First of all, if the headline wasn't skipped due to the classes-issue, the description would look this way:
Code: Select all
<meta name="description" content="Private Practice – Staffel 3 &#9733;&#9733;&#9733;&#9733;&#9733;&#9733;&#9733;&#9734;&#9734;&#9734;">
Displaying my rating of the series in the search results definitely would make sence.

Yes truly, but none of these exiting entities....

Cheers,
Ian

serotonic · Post by **serotonic** » Wed Jan 12, 2011 11:27 am

Timbalu wrote:
serotonic wrote: First of all, if the headline wasn't skipped due to the classes-issue, the description would look this way:
Code: Select all
<meta name="description" content="Private Practice – Staffel 3 &#9733;&#9733;&#9733;&#9733;&#9733;&#9733;&#9733;&#9734;&#9734;&#9734;">
Displaying my rating of the series in the search results definitely would make sence.
Yes truly, but none of these exiting entities....

Hehe

These exiting entities seem to be the only way to display unicode star characters in entries. Using the characters itself only works for static pages, and google at least interprets the black star, as you can see here.

So I still don't see an urgent need to get rid of them in the matter of improving the metadesc plugin --although I'd love to use the character instead of its entities (in entrybody AND metadesc).

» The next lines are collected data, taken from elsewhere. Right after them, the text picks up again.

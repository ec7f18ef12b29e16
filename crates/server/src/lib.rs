//! Spendsheet server library.
//!
//! Exposes the router, configuration, clients, and report pipeline so the
//! binary and the integration-test crate share one implementation.

#![cfg_attr(not(test), forbid(unsafe_code))]

pub mod config;
pub mod error;
pub mod report;
pub mod routes;
pub mod services;
pub mod state;

use axum::Router;

use crate::state::AppState;

/// Build the application router (no middleware layers).
///
/// The binary wraps this with trace and Sentry layers; tests drive it
/// directly.
#[must_use]
pub fn app(state: AppState) -> Router {
    Router::new().merge(routes::routes()).with_state(state)
}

Please tell me if we are talking past each other

Regards,
serotonic

Timbalu · Post by **Timbalu** » Wed Jan 12, 2011 12:04 pm

serotonic wrote: Hehe These exiting entities seem to be the only way to display unicode star characters in entries. Using the characters itself only works for static pages, and google at least interprets the black star, as you can see here.

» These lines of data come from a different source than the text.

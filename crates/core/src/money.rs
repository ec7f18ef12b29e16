//! Decimal rounding for monetary outputs.

use rust_decimal::{Decimal, RoundingStrategy};

/// Round a monetary amount to exactly 2 decimal places, half away from zero.
///
/// All monetary values written to the sheet go through this: `10.005`
/// becomes `10.01`, not `10.00`.
#[must_use]
pub fn round_money(value: Decimal) -> Decimal {
    value.round_dp_with_strategy(2, RoundingStrategy::MidpointAwayFromZero)
}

Yes, but google - able to read entities - does not use your meta desc to display these results.... (at least I think so...) and ... I once read this:
To html-encode Unicode characters that may not be part of your document character set (given in the META tag of your page), and so can not be output directly into your document source, you need to use mb_encode_numericentity(). Pay attention to it's conversion map argument. and surely the opposite mb_decode_numericentity

serotonic wrote:So I still don't see an urgent need to get rid of them in the matter of improving the metadesc plugin --although I'd love to use the character instead of its entities (in entrybody AND metadesc).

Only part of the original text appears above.